Government purchasers set goals for contract awards and subcontract participation by small businesses, small disadvantaged businesses (SDBs and DBEs), women-owned small businesses (WOSBs), veteran-owned and service-disabled-veteran-owned small businesses (VOSBs and SDVOSBs), and businesses in Historically Underutilized Business Zones (HUBZone small businesses), as well as entities meeting other criteria including those under the SBA’s 8(a) Program. There are programs run by the federal Small Business Administration, the federal Department of Transportation, state contracting authorities, and other government entities.
To qualify for these set-asides and contracting preferences, small businesses must meet criteria set by the relevant programs. The qualification process depends on the contracting program, and typically requires certification by the entity about its size, ownership, and management. In many cases, the entities simply self-certify their eligibility.
Fraudsters, tempted by the ability to avoid competition, may falsely claim entitlement to contract set-asides and preferences that are intended to benefit small businesses. Large businesses, in search of an edge for their bids, may falsely represent their work with small business and disadvantaged business subcontractors.
Fraudsters cheat these contract set-aside and preference programs in a number of ways.
Contractors may claim that a disadvantaged business is doing the work for the government when, in fact, the small business or DBE is no more than an intermediary. Such “pass-through” fraud can occur in subcontracting and in joint ventures including those under the SBA’s 8(a) Mentor-Protégé program. While the entities claim that a certain share of the work is done by the small or disadvantaged business, in fact the large business does the work – and reaps the benefits.
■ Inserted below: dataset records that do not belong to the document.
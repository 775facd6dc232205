// This file is part of the myers-diff crate.
//
// Licensed under the MIT license.

//! Turns a [`Results`] into a human-readable `+`/`-`/`=` transcript.

use std::fmt::Display;

use crate::results::Results;

/// One logical line of a rendered transcript: a contiguous run of
/// deleted, inserted, or unchanged elements.
#[derive(Debug, Clone, Copy, PartialEq, Eq)]
pub enum Line<'a, T> {
    Deleted(&'a [T]),
    Inserted(&'a [T]),
    Context(&'a [T]),
}

/// Classifies every snake in `results` into its deletion, insertion,
/// and context slices, in left-to-right reading order.
pub fn lines<'a, T>(source: &'a [T], dest: &'a [T], results: &Results) -> Vec<Line<'a, T>> {
    let mut out = Vec::new();
    for snake in results.snakes() {
        if snake.is_forward {
            if snake.deleted > 0 {
                out.push(Line::Deleted(&source[snake.x_start..snake.x_mid()]));
            }
            if snake.inserted > 0 {
                out.push(Line::Inserted(&dest[snake.y_start..snake.y_mid()]));
            }
            if snake.diagonal_length > 0 {
                out.push(Line::Context(&source[snake.x_mid()..snake.x_end()]));
            }
        } else {
            if snake.diagonal_length > 0 {
                out.push(Line::Context(&source[snake.x_end()..snake.x_mid()]));
            }
            if snake.deleted > 0 {
                out.push(Line::Deleted(&source[snake.x_mid()..snake.x_start]));
            }
            if snake.inserted > 0 {
                out.push(Line::Inserted(&dest[snake.y_mid()..snake.y_start]));
            }
        }
    }
    out
}

/// Renders `results` as a unified-diff-style transcript, one source
/// line per element, prefixed with `-`, `+`, or `=`.
pub fn unified<T: Display>(source: &[T], dest: &[T], results: &Results) -> String {
    let mut out = String::new();
    for line in lines(source, dest, results) {
        match line {
            Line::Deleted(items) => {
                for item in items {
                    out.push('-');
                    out.push_str(&item.to_string());
                    out.push('\n');
                }
            }
            Line::Inserted(items) => {
                for item in items {
                    out.push('+');
                    out.push_str(&item.to_string());
                    out.push('\n');
                }
            }
            Line::Context(items) => {
                for item in items {
                    out.push('=');
                    out.push_str(&item.to_string());
                    out.push('\n');
                }
            }
        }
    }
    out
}

#[cfg(test)]
mod tests {
    use super::*;
    use crate::compare::diff;

    #[test]
    fn renders_a_single_substitution() {
        let a = [1, 2, 3];
        let b = [1, 9, 3];
        let results = diff(&a, &b).unwrap();
        let text = unified(&a, &b, &results);
        assert!(text.contains("-2\n"));
        assert!(text.contains("+9\n"));
        assert!(text.contains("=1\n"));
        assert!(text.contains("=3\n"));
    }
}
//! Engine error type.

use std::path::PathBuf;

use thiserror::Error;

/// Root error type for all engine failures.
///
/// Ontology violations are *not* errors: they are verdicts recorded in the
/// cache and surfaced through diagnostics.
#[derive(Error, Debug)]
pub enum EngineError {
    /// Filesystem or pipe failure outside of reasoner launching.
    #[error("io error: {0}")]
    Io(#[from] std::io::Error),

    /// Invalid or unreadable configuration.
    #[error("config error: {0}")]
    Config(String),

    /// A request names a class or property that cannot appear in an IRI.
    #[error("invalid request: {0}")]
    InvalidRequest(String),

    /// The schema document could not be opened.
    #[error("cannot open schema {path}: {source}")]
    Schema {
        /// Configured schema location.
        path: PathBuf,
        /// Underlying failure.
        #[source]
        source: std::io::Error,
    },

    /// A reasoner or helper process could not be started.
    #[error("failed to spawn `{program}`: {source}")]
    Spawn {
        /// Program that failed to start.
        program: String,
        /// Underlying failure.
        #[source]
        source: std::io::Error,
    },

    /// Teardown ran (fail_quit or an escalated error); no further work is accepted.
    #[error("engine halted by teardown")]
    Halted,

    /// The engine was already shut down.
    #[error("engine already shut down")]
    ShutDown,
}

/// Convenience alias used throughout the engine.
pub type Result<T> = std::result::Result<T, EngineError>;
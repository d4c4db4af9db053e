#![cfg(unix)]

mod common;

use common::{age, relation, Harness, REJECT_DOG_PARENTS, REJECT_NEGATIVE_AGE};

#[test]
fn deferred_reporting_emits_every_occurrence_at_the_end() {
    let mut harness = Harness::new(REJECT_DOG_PARENTS);
    harness.config.defer_reporting = true;
    let engine = harness.start();
    for line in [5, 6, 7] {
        engine
            .submit(relation("onto.person1", "Person", "onto.dog1", "Dog", line))
            .unwrap();
    }
    let report = engine.shutdown().unwrap();
    assert_eq!(report.immediate, 0);
    assert_eq!(report.violations, 1);
    let lines: Vec<u32> = report.diagnostics.iter().map(|d| d.call_site.line).collect();
    assert_eq!(lines, [5, 6, 7]);
    assert_eq!(harness.sink.diagnostics(), report.diagnostics);
}

#[test]
fn immediate_reporting_never_repeats_an_occurrence() {
    let harness = Harness::new(REJECT_DOG_PARENTS);
    let engine = harness.start();
    for line in [5, 6, 7] {
        engine
            .submit(relation("onto.person1", "Person", "onto.dog1", "Dog", line))
            .unwrap();
    }
    let report = engine.shutdown().unwrap();
    assert_eq!(report.immediate, 1);
    assert_eq!(report.total_diagnostics(), 3);
    let mut lines: Vec<u32> = harness
        .sink
        .diagnostics()
        .iter()
        .map(|d| d.call_site.line)
        .collect();
    lines.sort_unstable();
    assert_eq!(lines, [5, 6, 7]);
}

#[test]
fn constraint_violation_names_instance_and_value() {
    let harness = Harness::new(REJECT_NEGATIVE_AGE);
    let engine = harness.start();
    engine.submit(age(-5, "onto.person3", 12)).unwrap();
    engine.submit(age(30, "onto.person4", 13)).unwrap();
    let report = engine.shutdown().unwrap();
    assert_eq!(report.violations, 1);
    assert_eq!(
        harness.sink.lines(),
        ["Constraint error on line 12 in file family.rs: person3: instance variable age = -5 violates the ontology constraint age"]
    );
}

#[test]
fn report_renders_as_json() {
    let mut harness = Harness::new(REJECT_NEGATIVE_AGE);
    harness.config.defer_reporting = true;
    let engine = harness.start();
    engine.submit(age(-5, "onto.person3", 12)).unwrap();
    let report = engine.shutdown().unwrap();
    let json: serde_json::Value = serde_json::from_str(&report.to_json().unwrap()).unwrap();
    assert_eq!(json["violations"], 1);
    assert_eq!(json["diagnostics"][0]["key"]["kind"], "constraint");
    assert_eq!(json["diagnostics"][0]["instance"], "person3");
}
Regulations require that owners of DBEs must have authority over the management and policies of the business as well as control of daily operations. If another entity actually manages the small business, claims that a disadvantaged individual controls the entity are false.
Fraudsters may make false claims about their actual ownership or their size. Entities may claim to be owned by an eligible individual, but use complex and opaque ownership structures to conceal their true ownership. Companies may misrepresent size by claiming to be independent when in fact they are part of a larger company. Self-certification of ownership and revenue is particularly vulnerable to fraud.
The Historically Under-Utilized Business Zone (HUBZone) Program is designed to help neighborhoods that have historically had low business investment. To be certified as a HUBZone business, a company must, among other criteria, have its main office in a HUBZone and employ a set number of individuals living in a HUBZone. False statements about a business’s main office location, or its employees can be the basis for a fraud claim.
Prime contractors can face liability for making knowingly false representations about their use of small businesses, SDBs, WOSBs, SDVOSBs and others as subcontractors.
False statements about small or disadvantaged business status fraudulently induce the government or prime contractor to award contracts to entities that are not eligible to receive those contracts. Even if the work is actually performed for the government, the government is damaged by the underlying false representations.
Without insiders and whistleblowers exposing fraud in government contracts, most would go undetected. Anyone with information about fraud in government contract set-aside and preference programs can blow the whistle by bringing a claim under the False Claims Act, and may be eligible to receive a financial award. Employees of the purported small/disadvantaged business, and employees of involved non-preferred business are both sources of information about preference program fraud. Just as important, businesses that have information about fraudulent conduct by their competitors can be whistleblowers.